I started exercising consistently about a year ago. I’ve tried off and on and failed repeatedly. I’d get on the bike all summer, lose a bunch of weight, and then gain it all back in the winter. I realized a year ago I was trying to do too much in the winter and the pressure of trying to do too much kept me from doing anything. David Heinemeier Hansson talked about goal creep in a recent blog post:
It didn’t take long before my ambition swelled, and I upped the goal from finishing mid-pack to top 10. Of course, not before taking a brief moment to bask in the glory of reaching that first goal, enjoying success per my own definition. A definition that would surely have qualified as utter failure for many others (what schmuck is happy to be mid-pack among gentlemen?! At the time, me!).
And thus, the goal creep was on. It crept from top 10, to podium, to moving up to a bigger series, a faster car, more downforce, tougher competition, longer races, a better team, and on it went.

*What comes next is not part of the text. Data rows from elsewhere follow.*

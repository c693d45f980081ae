// src/main.rs

use fielddag::{cli, logging, run};

fn main() {
    if let Err(err) = run_main() {
        eprintln!("fielddag error: {err:?}");
        std::process::exit(1);
    }
}

fn run_main() -> anyhow::Result<()> {
    let args = cli::parse();
    logging::init_logging(args.log_level)?;
    run(args)
}
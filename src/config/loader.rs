// src/config/loader.rs

use std::fs;
use std::path::{Path, PathBuf};

use tracing::debug;

use crate::config::model::{ConfigFile, RawConfigFile};
use crate::errors::Result;

/// Load a configuration file from a given path and return the raw `RawConfigFile`.
///
/// This only performs TOML deserialization; it does **not** perform semantic
/// validation. Use [`load_and_validate`] for that.
pub fn load_from_path(path: impl AsRef<Path>) -> Result<RawConfigFile> {
    let path = path.as_ref();
    let contents = fs::read_to_string(path)?;

    let config: RawConfigFile = toml::from_str(&contents)?;

    Ok(config)
}

/// Load a configuration file from path and validate it.
pub fn load_and_validate(path: impl AsRef<Path>) -> Result<ConfigFile> {
    let raw_config = load_from_path(&path)?;
    let config = ConfigFile::try_from(raw_config)?;
    Ok(config)
}

/// Resolve the configuration for a run.
///
/// - An explicit path must exist and be valid.
/// - Without one, [`default_config_path`] is used if present; otherwise the
///   built-in defaults apply.
pub fn resolve(explicit: Option<&Path>) -> Result<ConfigFile> {
    if let Some(path) = explicit {
        return load_and_validate(path);
    }

    let fallback = default_config_path();
    if fallback.is_file() {
        debug!(path = %fallback.display(), "using config from working directory");
        load_and_validate(&fallback)
    } else {
        debug!("no config file found; using defaults");
        Ok(ConfigFile::default())
    }
}

/// `FieldDag.toml` in the current working directory.
pub fn default_config_path() -> PathBuf {
    PathBuf::from("FieldDag.toml")
}
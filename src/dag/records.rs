// src/dag/records.rs

//! Plain value records, as exchanged with the authoring surface.
//!
//! These are direct mappings of the JSON shape the editor produces:
//!
//! ```json
//! {
//!   "nodes": [
//!     { "id": "A", "label": "Load", "inputFieldsIds": [], "outputFieldsIds": ["x"],
//!       "preNodeIds": [], "nextNodeIds": ["B"] }
//!   ],
//!   "fields": [
//!     { "id": "x", "name": "X", "dependendFieldIds": [], "logic": "" }
//!   ],
//!   "logics": []
//! }
//! ```
//!
//! Records carry no behaviour; the [`GraphModel`](crate::dag::GraphModel)
//! owns every invariant.

use serde::{Deserialize, Serialize};

pub type NodeId = String;
pub type FieldId = String;

/// A unit of computation linked to predecessor/successor nodes.
#[derive(Debug, Clone, PartialEq, Eq, Serialize, Deserialize)]
#[serde(rename_all = "camelCase")]
pub struct Node {
    pub id: NodeId,

    #[serde(default)]
    pub label: String,

    /// Fields read by this node.
    #[serde(default)]
    pub input_fields_ids: Vec<FieldId>,

    /// Fields produced by this node.
    #[serde(default)]
    pub output_fields_ids: Vec<FieldId>,

    #[serde(default)]
    pub pre_node_ids: Vec<NodeId>,

    #[serde(default)]
    pub next_node_ids: Vec<NodeId>,
}

impl Node {
    pub fn new(id: impl Into<NodeId>, label: impl Into<String>) -> Self {
        Self {
            id: id.into(),
            label: label.into(),
            input_fields_ids: Vec::new(),
            output_fields_ids: Vec::new(),
            pre_node_ids: Vec::new(),
            next_node_ids: Vec::new(),
        }
    }
}

/// A named data value.
#[derive(Debug, Clone, PartialEq, Eq, Serialize, Deserialize)]
#[serde(rename_all = "camelCase")]
pub struct Field {
    pub id: FieldId,

    #[serde(default)]
    pub name: String,

    /// Fields this field's logic reads from.
    ///
    /// The wire spelling `dependendFieldIds` is kept as-is.
    #[serde(default, rename = "dependendFieldIds")]
    pub depends_on: Vec<FieldId>,

    /// Opaque expression text. Never parsed or evaluated here.
    #[serde(default)]
    pub logic: String,
}

impl Field {
    pub fn new(id: impl Into<FieldId>, name: impl Into<String>) -> Self {
        Self {
            id: id.into(),
            name: name.into(),
            depends_on: Vec::new(),
            logic: String::new(),
        }
    }
}

/// The declared input-to-output binding for one field.
#[derive(Debug, Clone, PartialEq, Eq, Serialize, Deserialize)]
#[serde(rename_all = "camelCase")]
pub struct Logic {
    pub output_field_id: FieldId,

    #[serde(default)]
    pub input_field_ids: Vec<FieldId>,

    #[serde(default)]
    pub description: String,
}

/// Serialized form of a whole graph: nodes plus the field and logic
/// collections they reference by id.
#[derive(Debug, Clone, PartialEq, Eq, Default, Serialize, Deserialize)]
pub struct DagDocument {
    /// Identity of the stored graph, carried through unchanged.
    #[serde(default, skip_serializing_if = "Option::is_none")]
    pub id: Option<String>,

    #[serde(default, skip_serializing_if = "Option::is_none")]
    pub name: Option<String>,

    #[serde(default)]
    pub nodes: Vec<Node>,

    #[serde(default)]
    pub fields: Vec<Field>,

    #[serde(default)]
    pub logics: Vec<Logic>,
}
// src/logging.rs

//! Logging setup for `fielddag` using `tracing` + `tracing-subscriber`.
//!
//! Priority for determining the log level:
//! 1. `--log-level` CLI flag (if provided)
//! 2. `FIELDDAG_LOG` environment variable (e.g. "info", "debug")
//! 3. default to `info`
//!
//! Logs go to STDERR; stdout carries command output only.

use anyhow::Result;
use tracing_subscriber::fmt;

use crate::cli::LogLevel;

/// Initialise global logging subscriber.
///
/// Fails if a global subscriber is already installed.
pub fn init_logging(cli_level: Option<LogLevel>) -> Result<()> {
    let level = match cli_level {
        Some(lvl) => level_from_log_level(lvl),
        None => std::env::var("FIELDDAG_LOG")
            .ok()
            .and_then(|s| parse_level_str(&s))
            .unwrap_or(tracing::Level::INFO),
    };

    fmt()
        .with_max_level(level)
        .with_target(true)
        .with_thread_ids(false)
        .with_thread_names(false)
        .with_writer(std::io::stderr)
        .try_init()
        .map_err(|e| anyhow::anyhow!(e))?;

    Ok(())
}

fn level_from_log_level(lvl: LogLevel) -> tracing::Level {
    match lvl {
        LogLevel::Error => tracing::Level::ERROR,
        LogLevel::Warn => tracing::Level::WARN,
        LogLevel::Info => tracing::Level::INFO,
        LogLevel::Debug => tracing::Level::DEBUG,
        LogLevel::Trace => tracing::Level::TRACE,
    }
}

fn parse_level_str(s: &str) -> Option<tracing::Level> {
    match s.trim().to_lowercase().as_str() {
        "error" => Some(tracing::Level::ERROR),
        "warn" | "warning" => Some(tracing::Level::WARN),
        "info" => Some(tracing::Level::INFO),
        "debug" => Some(tracing::Level::DEBUG),
        "trace" => Some(tracing::Level::TRACE),
        _ => None,
    }
}
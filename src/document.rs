// src/document.rs

//! Reading and writing graph documents as JSON.
//!
//! This only handles (de)serialization; structural validation happens in
//! [`GraphModel::load_with`]. Use [`load_model`] to do both in one go.

use std::fs;
use std::path::Path;

use tracing::debug;

use crate::dag::{DagDocument, GraphModel};
use crate::errors::Result;
use crate::types::ModelOptions;

/// Parse a document from a JSON string.
pub fn parse_document(json: &str) -> Result<DagDocument> {
    let doc: DagDocument = serde_json::from_str(json)?;
    Ok(doc)
}

/// Read a document from a JSON file.
pub fn read_document(path: impl AsRef<Path>) -> Result<DagDocument> {
    let path = path.as_ref();
    let contents = fs::read_to_string(path)?;
    let doc = parse_document(&contents)?;

    debug!(
        path = %path.display(),
        nodes = doc.nodes.len(),
        fields = doc.fields.len(),
        logics = doc.logics.len(),
        "document read"
    );

    Ok(doc)
}

/// Pretty-printed JSON for a document.
pub fn to_json_string(doc: &DagDocument) -> Result<String> {
    Ok(serde_json::to_string_pretty(doc)?)
}

pub fn write_document(path: impl AsRef<Path>, doc: &DagDocument) -> Result<()> {
    let path = path.as_ref();
    let mut json = to_json_string(doc)?;
    json.push('\n');
    fs::write(path, json)?;
    debug!(path = %path.display(), "document written");
    Ok(())
}

/// Read a document and validate it into a [`GraphModel`].
pub fn load_model(path: impl AsRef<Path>, options: &ModelOptions) -> Result<GraphModel> {
    let doc = read_document(path)?;
    let model = GraphModel::load_with(doc, options)?;
    Ok(model)
}
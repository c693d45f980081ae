// src/dag/traversal.rs

//! Graph algorithms shared by the node graph and the field graph.
//!
//! Both operate on a `DiGraphMap<&str, ()>` with edges pointing from a
//! prerequisite to whatever depends on it. Vertices and successors are always
//! visited in ascending id order so results are reproducible.

use std::collections::{BTreeSet, HashMap, HashSet};

use petgraph::Direction;
use petgraph::graphmap::DiGraphMap;

fn sorted_successors<'a>(graph: &DiGraphMap<&'a str, ()>, vertex: &'a str) -> Vec<&'a str> {
    let mut next: Vec<&str> = graph
        .neighbors_directed(vertex, Direction::Outgoing)
        .collect();
    next.sort_unstable();
    next
}

/// Depth-first search for a cycle.
///
/// Returns the ids forming the first cycle found, starting at the vertex that
/// was revisited while still in progress and following the DFS path from
/// there. A self-loop yields a single-element path.
pub fn find_cycle(graph: &DiGraphMap<&str, ()>) -> Option<Vec<String>> {
    let mut roots: Vec<&str> = graph.nodes().collect();
    roots.sort_unstable();

    let mut done: HashSet<&str> = HashSet::new();

    for root in roots {
        if done.contains(root) {
            continue;
        }

        let mut path: Vec<&str> = vec![root];
        let mut in_progress: HashSet<&str> = HashSet::from([root]);
        let mut stack: Vec<(Vec<&str>, usize)> = vec![(sorted_successors(graph, root), 0)];

        while let Some((successors, cursor)) = stack.last_mut() {
            if let Some(&next) = successors.get(*cursor) {
                *cursor += 1;

                if in_progress.contains(next) {
                    let start = path.iter().position(|v| *v == next).unwrap_or(0);
                    return Some(path[start..].iter().map(|v| v.to_string()).collect());
                }
                if done.contains(next) {
                    continue;
                }

                in_progress.insert(next);
                path.push(next);
                stack.push((sorted_successors(graph, next), 0));
            } else {
                stack.pop();
                if let Some(finished) = path.pop() {
                    in_progress.remove(finished);
                    done.insert(finished);
                }
            }
        }
    }

    None
}

/// Lazy topological order (Kahn's algorithm).
///
/// Among vertices whose prerequisites have all been yielded, the smallest id
/// comes first. Cloning the iterator before consuming it gives an independent
/// restart point. On a cyclic graph the vertices on (or behind) a cycle are
/// never yielded.
#[derive(Debug, Clone)]
pub struct TopologicalOrder<'a> {
    graph: DiGraphMap<&'a str, ()>,
    remaining: HashMap<&'a str, usize>,
    ready: BTreeSet<&'a str>,
}

impl<'a> TopologicalOrder<'a> {
    pub fn new(graph: DiGraphMap<&'a str, ()>) -> Self {
        let mut remaining = HashMap::new();
        let mut ready = BTreeSet::new();

        for vertex in graph.nodes() {
            let in_degree = graph
                .neighbors_directed(vertex, Direction::Incoming)
                .count();
            if in_degree == 0 {
                ready.insert(vertex);
            } else {
                remaining.insert(vertex, in_degree);
            }
        }

        Self {
            graph,
            remaining,
            ready,
        }
    }
}

impl<'a> Iterator for TopologicalOrder<'a> {
    type Item = &'a str;

    fn next(&mut self) -> Option<Self::Item> {
        let vertex = self.ready.pop_first()?;

        for successor in self.graph.neighbors_directed(vertex, Direction::Outgoing) {
            if let Some(count) = self.remaining.get_mut(successor) {
                *count -= 1;
                if *count == 0 {
                    self.remaining.remove(successor);
                    self.ready.insert(successor);
                }
            }
        }

        Some(vertex)
    }

    fn size_hint(&self) -> (usize, Option<usize>) {
        (self.ready.len(), Some(self.ready.len() + self.remaining.len()))
    }
}
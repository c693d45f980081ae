// src/errors.rs

//! Crate-wide error types.
//!
//! [`ValidationError`] is the only feedback channel of the graph model:
//! every rejected load or mutation returns one of its variants and leaves the
//! model untouched. [`FieldDagError`] wraps it together with the IO, parsing
//! and configuration failures of the surrounding tooling.

use std::fmt;

use thiserror::Error;

/// The kind of entity an id belongs to.
#[derive(Debug, Clone, Copy, PartialEq, Eq, Hash)]
pub enum EntityKind {
    Node,
    Field,
    Logic,
}

impl fmt::Display for EntityKind {
    fn fmt(&self, f: &mut fmt::Formatter<'_>) -> fmt::Result {
        match self {
            EntityKind::Node => f.write_str("node"),
            EntityKind::Field => f.write_str("field"),
            EntityKind::Logic => f.write_str("logic"),
        }
    }
}

/// Which of the two dependency graphs a cycle was found in.
#[derive(Debug, Clone, Copy, PartialEq, Eq, Hash)]
pub enum GraphKind {
    /// Node-level `preNodeIds` / `nextNodeIds` edges.
    Node,
    /// Field-level `dependendFieldIds` edges.
    Field,
}

impl fmt::Display for GraphKind {
    fn fmt(&self, f: &mut fmt::Formatter<'_>) -> fmt::Result {
        match self {
            GraphKind::Node => f.write_str("node"),
            GraphKind::Field => f.write_str("field"),
        }
    }
}

#[derive(Error, Debug, Clone, PartialEq, Eq)]
pub enum ValidationError {
    #[error("duplicate {kind} id '{id}'")]
    DuplicateId { kind: EntityKind, id: String },

    #[error("{kind} '{referenced_by}' references unknown id '{id}'")]
    DanglingReference {
        kind: EntityKind,
        id: String,
        referenced_by: String,
    },

    #[error("cycle detected in {graph} graph: {}", .path.join(" -> "))]
    CycleDetected { graph: GraphKind, path: Vec<String> },

    #[error("inconsistent edges: {0}")]
    InconsistentEdges(String),

    #[error("{kind} '{id}' not found")]
    NotFound { kind: EntityKind, id: String },
}

impl ValidationError {
    /// Ids forming the cycle, if this is a [`ValidationError::CycleDetected`].
    pub fn cycle_path(&self) -> Option<&[String]> {
        match self {
            ValidationError::CycleDetected { path, .. } => Some(path.as_slice()),
            _ => None,
        }
    }
}

#[derive(Error, Debug)]
pub enum FieldDagError {
    #[error("Validation error: {0}")]
    Validation(#[from] ValidationError),

    #[error("Configuration error: {0}")]
    ConfigError(String),

    #[error("IO error: {0}")]
    IoError(#[from] std::io::Error),

    #[error("JSON error: {0}")]
    JsonError(#[from] serde_json::Error),

    #[error("TOML parsing error: {0}")]
    TomlError(#[from] toml::de::Error),
}

pub type Result<T> = std::result::Result<T, FieldDagError>;
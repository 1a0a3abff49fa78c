//! Canonical type key derivation.
//!
//! # Responsibility
//! - Encode a `TypeSignature` as the string key generic lookups match on.
//!
//! # Invariants
//! - Non-parameterized types map to their fully-qualified name unchanged.
//! - Wildcard arguments are dropped; a type left with no arguments loses its
//!   angle-bracket suffix and collides with its erased form on purpose.
//! - Argument order is preserved.
//! - Nesting deeper than `MAX_SIGNATURE_DEPTH` is rejected, never recursed.

use crate::signature::type_signature::TypeSignature;
use once_cell::sync::Lazy;
use regex::Regex;
use std::error::Error;
use std::fmt::{Display, Formatter};

/// Maximum nesting depth accepted by key derivation.
pub const MAX_SIGNATURE_DEPTH: usize = 64;

static TYPE_NAME_RE: Lazy<Regex> = Lazy::new(|| {
    Regex::new(r"^[A-Za-z_$][A-Za-z0-9_$]*(?:(?:\.|::)[A-Za-z_$][A-Za-z0-9_$]*)*$")
        .expect("valid type name regex")
});

/// Key derivation errors.
#[derive(Debug, Clone, PartialEq, Eq)]
pub enum TypeKeyError {
    EmptyTypeName,
    InvalidTypeName(String),
    /// A wildcard cannot stand on its own as a contract type.
    BareWildcard,
    DepthExceeded { limit: usize },
}

impl Display for TypeKeyError {
    fn fmt(&self, f: &mut Formatter<'_>) -> std::fmt::Result {
        match self {
            Self::EmptyTypeName => write!(f, "type name must not be empty"),
            Self::InvalidTypeName(value) => write!(f, "type name is invalid: `{value}`"),
            Self::BareWildcard => write!(f, "wildcard is not a contract type"),
            Self::DepthExceeded { limit } => {
                write!(f, "type signature nests deeper than {limit} levels")
            }
        }
    }
}

impl Error for TypeKeyError {}

/// Returns whether `value` is a fully-qualified type name accepted in keys.
///
/// Segments are identifiers (`$` allowed for nested classes) joined by `.`
/// or `::`.
pub fn is_valid_type_name(value: &str) -> bool {
    TYPE_NAME_RE.is_match(value)
}

/// Derives the canonical key for `signature`.
///
/// # Errors
/// - `EmptyTypeName` / `InvalidTypeName` for malformed raw names.
/// - `BareWildcard` when the root itself is a wildcard.
/// - `DepthExceeded` when nesting passes `MAX_SIGNATURE_DEPTH`.
pub fn derive_type_key(signature: &TypeSignature) -> Result<String, TypeKeyError> {
    let mut key = String::new();
    write_key(signature, 0, &mut key)?;
    Ok(key)
}

fn write_key(
    signature: &TypeSignature,
    depth: usize,
    key: &mut String,
) -> Result<(), TypeKeyError> {
    if depth >= MAX_SIGNATURE_DEPTH {
        return Err(TypeKeyError::DepthExceeded {
            limit: MAX_SIGNATURE_DEPTH,
        });
    }

    match signature {
        TypeSignature::Raw { name } => {
            key.push_str(checked_type_name(name)?);
            Ok(())
        }
        TypeSignature::Parameterized { raw, args } => {
            key.push_str(checked_type_name(raw)?);

            let mut concrete = args.iter().filter(|arg| !arg.is_wildcard()).peekable();
            if concrete.peek().is_none() {
                return Ok(());
            }

            key.push('<');
            for (index, arg) in concrete.enumerate() {
                if index > 0 {
                    key.push(',');
                }
                write_key(arg, depth + 1, key)?;
            }
            key.push('>');
            Ok(())
        }
        TypeSignature::Wildcard => Err(TypeKeyError::BareWildcard),
    }
}

pub(crate) fn checked_type_name(name: &str) -> Result<&str, TypeKeyError> {
    if name.is_empty() {
        return Err(TypeKeyError::EmptyTypeName);
    }
    if !is_valid_type_name(name) {
        return Err(TypeKeyError::InvalidTypeName(name.to_string()));
    }
    Ok(name)
}
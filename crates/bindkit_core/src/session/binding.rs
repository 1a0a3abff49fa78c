//! Staged binding model and declaration handle.
//!
//! # Responsibility
//! - Hold one unresolved binding: its contracts plus declaration attributes.
//! - Provide the narrow configuration surface callers use after a declare call.
//!
//! # Invariants
//! - A binding must carry at least one non-blank contract before it can be
//!   committed (`StagedBinding::validate`).
//! - Contracts on one binding are deduplicated; order of first insertion wins.

use crate::contract::{Contract, TypeName};
use crate::signature::key::TypeKeyError;
use crate::signature::type_signature::TypeSignature;
use serde::{Deserialize, Serialize};
use std::error::Error;
use std::fmt::{Display, Formatter};
use uuid::Uuid;

/// Stable identifier of one staged binding.
pub type BindingId = Uuid;

/// Unresolved binding declaration.
///
/// `name`, `implementation` and `scope` are carried through to the registry
/// untouched; this crate does not interpret them.
#[derive(Debug, Clone, PartialEq, Eq, Serialize, Deserialize)]
pub struct StagedBinding {
    pub id: BindingId,
    /// Alternate lookup keys for the same eventual registry entry.
    pub contracts: Vec<Contract>,
    /// Qualifier name, distinguishing entries that share a contract.
    pub name: Option<String>,
    pub implementation: Option<String>,
    pub scope: Option<String>,
}

impl StagedBinding {
    /// Creates an empty binding with a generated id.
    pub fn new() -> Self {
        Self {
            id: Uuid::new_v4(),
            contracts: Vec::new(),
            name: None,
            implementation: None,
            scope: None,
        }
    }

    /// Appends `contract` unless an equal one is already attached.
    pub fn add_contract(&mut self, contract: Contract) {
        if !self.contracts.contains(&contract) {
            self.contracts.push(contract);
        }
    }

    pub fn has_contracts(&self) -> bool {
        !self.contracts.is_empty()
    }

    /// Returns lookup keys in attachment order.
    pub fn contract_keys(&self) -> Vec<&str> {
        self.contracts.iter().map(Contract::lookup_key).collect()
    }

    /// Validates commit-time invariants.
    pub fn validate(&self) -> Result<(), MalformedContractError> {
        if self.contracts.is_empty() {
            return Err(MalformedContractError::NoContract(self.id));
        }
        if self
            .contracts
            .iter()
            .any(|contract| contract.lookup_key().trim().is_empty())
        {
            return Err(MalformedContractError::BlankContract(self.id));
        }
        Ok(())
    }
}

impl Default for StagedBinding {
    fn default() -> Self {
        Self::new()
    }
}

/// Binding shape errors detected at commit time.
#[derive(Debug, Clone, PartialEq, Eq)]
pub enum MalformedContractError {
    NoContract(BindingId),
    BlankContract(BindingId),
}

impl Display for MalformedContractError {
    fn fmt(&self, f: &mut Formatter<'_>) -> std::fmt::Result {
        match self {
            Self::NoContract(id) => write!(f, "binding {id} has no contract"),
            Self::BlankContract(id) => write!(f, "binding {id} has a blank contract"),
        }
    }
}

impl Error for MalformedContractError {}

/// Mutable view over a freshly declared binding.
///
/// Returned by every `BindingSession::declare_*` call; borrowing the session
/// keeps declaration single-threaded.
#[derive(Debug)]
pub struct BindingDeclaration<'s> {
    binding: &'s mut StagedBinding,
}

impl<'s> BindingDeclaration<'s> {
    pub(crate) fn new(binding: &'s mut StagedBinding) -> Self {
        Self { binding }
    }

    pub fn id(&self) -> BindingId {
        self.binding.id
    }

    pub fn binding(&self) -> &StagedBinding {
        &*self.binding
    }

    /// Sets the qualifier name.
    pub fn named(self, name: impl Into<String>) -> Self {
        self.binding.name = Some(name.into());
        self
    }

    /// Selects the implementation the registry should resolve.
    pub fn to(self, implementation: impl Into<String>) -> Self {
        self.binding.implementation = Some(implementation.into());
        self
    }

    pub fn in_scope(self, scope: impl Into<String>) -> Self {
        self.binding.scope = Some(scope.into());
        self
    }

    pub fn add_name(self, name: impl Into<String>) -> Self {
        self.binding.add_contract(Contract::name(name));
        self
    }

    pub fn add_type(self, type_name: impl Into<TypeName>) -> Result<Self, TypeKeyError> {
        self.binding.add_contract(Contract::of_type(type_name)?);
        Ok(self)
    }

    pub fn add_type_literal(self, signature: &TypeSignature) -> Result<Self, TypeKeyError> {
        self.binding.add_contract(Contract::signature(signature)?);
        Ok(self)
    }
}
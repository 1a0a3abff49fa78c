mod common;

use bindkit_core::{BindingSession, CommitFailure, RegistrationError, TypeSignature};
use common::CountingRegistry;
use std::sync::Arc;

#[test]
fn commit_registers_in_declaration_order_and_drains_session() {
    let registry = Arc::new(CountingRegistry::default());
    let mut session = BindingSession::new();
    session.declare_by_name("first");
    session.declare_by_type("com.acme.Second").unwrap();
    session
        .declare_by_type_literal(&TypeSignature::parse("Provider<Third>").unwrap())
        .unwrap();

    let handle = session.commit(registry.clone()).unwrap();

    assert!(session.is_empty());
    assert_eq!(session.pending_len(), 0);
    assert_eq!(handle.len(), 3);
    let order: Vec<Vec<String>> = registry
        .registered()
        .iter()
        .map(|binding| binding.contract_keys().into_iter().map(str::to_string).collect())
        .collect();
    assert_eq!(
        order,
        vec![
            vec!["first".to_string()],
            vec!["com.acme.Second".to_string()],
            vec!["Provider<Third>".to_string()],
        ]
    );
}

#[test]
fn second_commit_without_declarations_is_empty() {
    let registry = Arc::new(CountingRegistry::default());
    let mut session = BindingSession::new();
    session.declare_by_names(["A", "B"]);
    let first = session.commit(registry.clone()).unwrap();
    assert_eq!(first.len(), 1);

    let second = session.commit(registry.clone()).unwrap();
    assert!(second.is_active());
    assert!(second.is_empty());
    assert_eq!(registry.registrations(), 1);

    second.release().unwrap();
    assert_eq!(registry.removals(), 0);
}

#[test]
fn session_accepts_a_new_batch_after_commit() {
    let registry = Arc::new(CountingRegistry::default());
    let mut session = BindingSession::new();
    session.declare_by_name("batch-one");
    let one = session.commit(registry.clone()).unwrap();

    session.declare_by_name("batch-two");
    session.declare_by_name("batch-two-b");
    let two = session.commit(registry.clone()).unwrap();

    assert_eq!(one.len(), 1);
    assert_eq!(two.len(), 2);
    assert!(one.entries().iter().all(|entry| !two.entries().contains(entry)));
}

#[test]
fn committed_bindings_carry_declaration_attributes() {
    let registry = Arc::new(CountingRegistry::default());
    let mut session = BindingSession::new();
    session
        .declare_by_type("com.acme.Greeter")
        .unwrap()
        .named("english")
        .to("com.acme.EnglishGreeter")
        .in_scope("singleton");

    let handle = session.commit(registry.clone()).unwrap();
    let committed = handle.committed();
    assert_eq!(committed.len(), 1);
    assert_eq!(committed[0].binding.name.as_deref(), Some("english"));
    assert_eq!(
        committed[0].binding.implementation.as_deref(),
        Some("com.acme.EnglishGreeter")
    );
    assert_eq!(committed[0].binding.scope.as_deref(), Some("singleton"));
}

#[test]
fn registration_failure_stops_commit_without_rollback() {
    let registry = Arc::new(CountingRegistry::rejecting("reserved"));
    let mut session = BindingSession::new();
    session.declare_by_name("ok-1");
    session.declare_by_name("ok-2");
    session.declare_by_name("reserved");
    session.declare_by_name("never-attempted");

    let err = session.commit(registry.clone()).unwrap_err();

    assert_eq!(err.position(), 2);
    assert!(matches!(
        err.failure(),
        CommitFailure::Registration(RegistrationError::Rejected(_))
    ));
    assert!(session.is_empty());
    // Earlier registrations stay in the registry.
    assert_eq!(registry.registrations(), 2);
    assert_eq!(registry.removals(), 0);

    let unresolved: Vec<&str> = err
        .unresolved()
        .iter()
        .flat_map(|binding| binding.contract_keys())
        .collect();
    assert_eq!(unresolved, vec!["reserved", "never-attempted"]);

    let (_, partial, _) = err.into_parts();
    assert_eq!(partial.len(), 2);
    partial.release().unwrap();
    assert_eq!(registry.removals(), 2);
}

#[test]
fn dropping_partial_handle_leaks_registrations() {
    let registry = Arc::new(CountingRegistry::rejecting("reserved"));
    let mut session = BindingSession::new();
    session.declare_by_name("leaked");
    session.declare_by_name("reserved");

    let err = session.commit(registry.clone()).unwrap_err();
    assert!(err.partial().is_active());
    drop(err);

    assert_eq!(registry.registrations(), 1);
    assert_eq!(registry.removals(), 0);
}

#[test]
fn malformed_binding_fails_before_reaching_registry() {
    let registry = Arc::new(CountingRegistry::default());
    let mut session = BindingSession::new();
    session.declare_by_name("fine");
    session.declare_unqualified().to("com.acme.Nameless");

    let err = session.commit(registry.clone()).unwrap_err();
    assert!(matches!(err.failure(), CommitFailure::MalformedContract(_)));
    assert_eq!(err.position(), 1);
    assert_eq!(registry.registrations(), 1);
    assert!(err.to_string().contains("binding #1"));
}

My old problem is that I didn’t let goal creep happen. I wanted to be on the podium before I even learned to ride. Last winter I took a different approach. I decided I didn’t have to be my high school weight again in one year. (That’s a joke. I was 6’1, 145 pounds when I graduated high school. I wouldn’t even want to be that light again, even if I could.) I wanted to lose the weight over multiple years. My first winter’s goal was to exercise for 20 minutes four days per week then ride all summer. This winter it’s 30 minutes and five days per week. I’ll keep letting the goal creep until I’m at a happy weight and fitness level.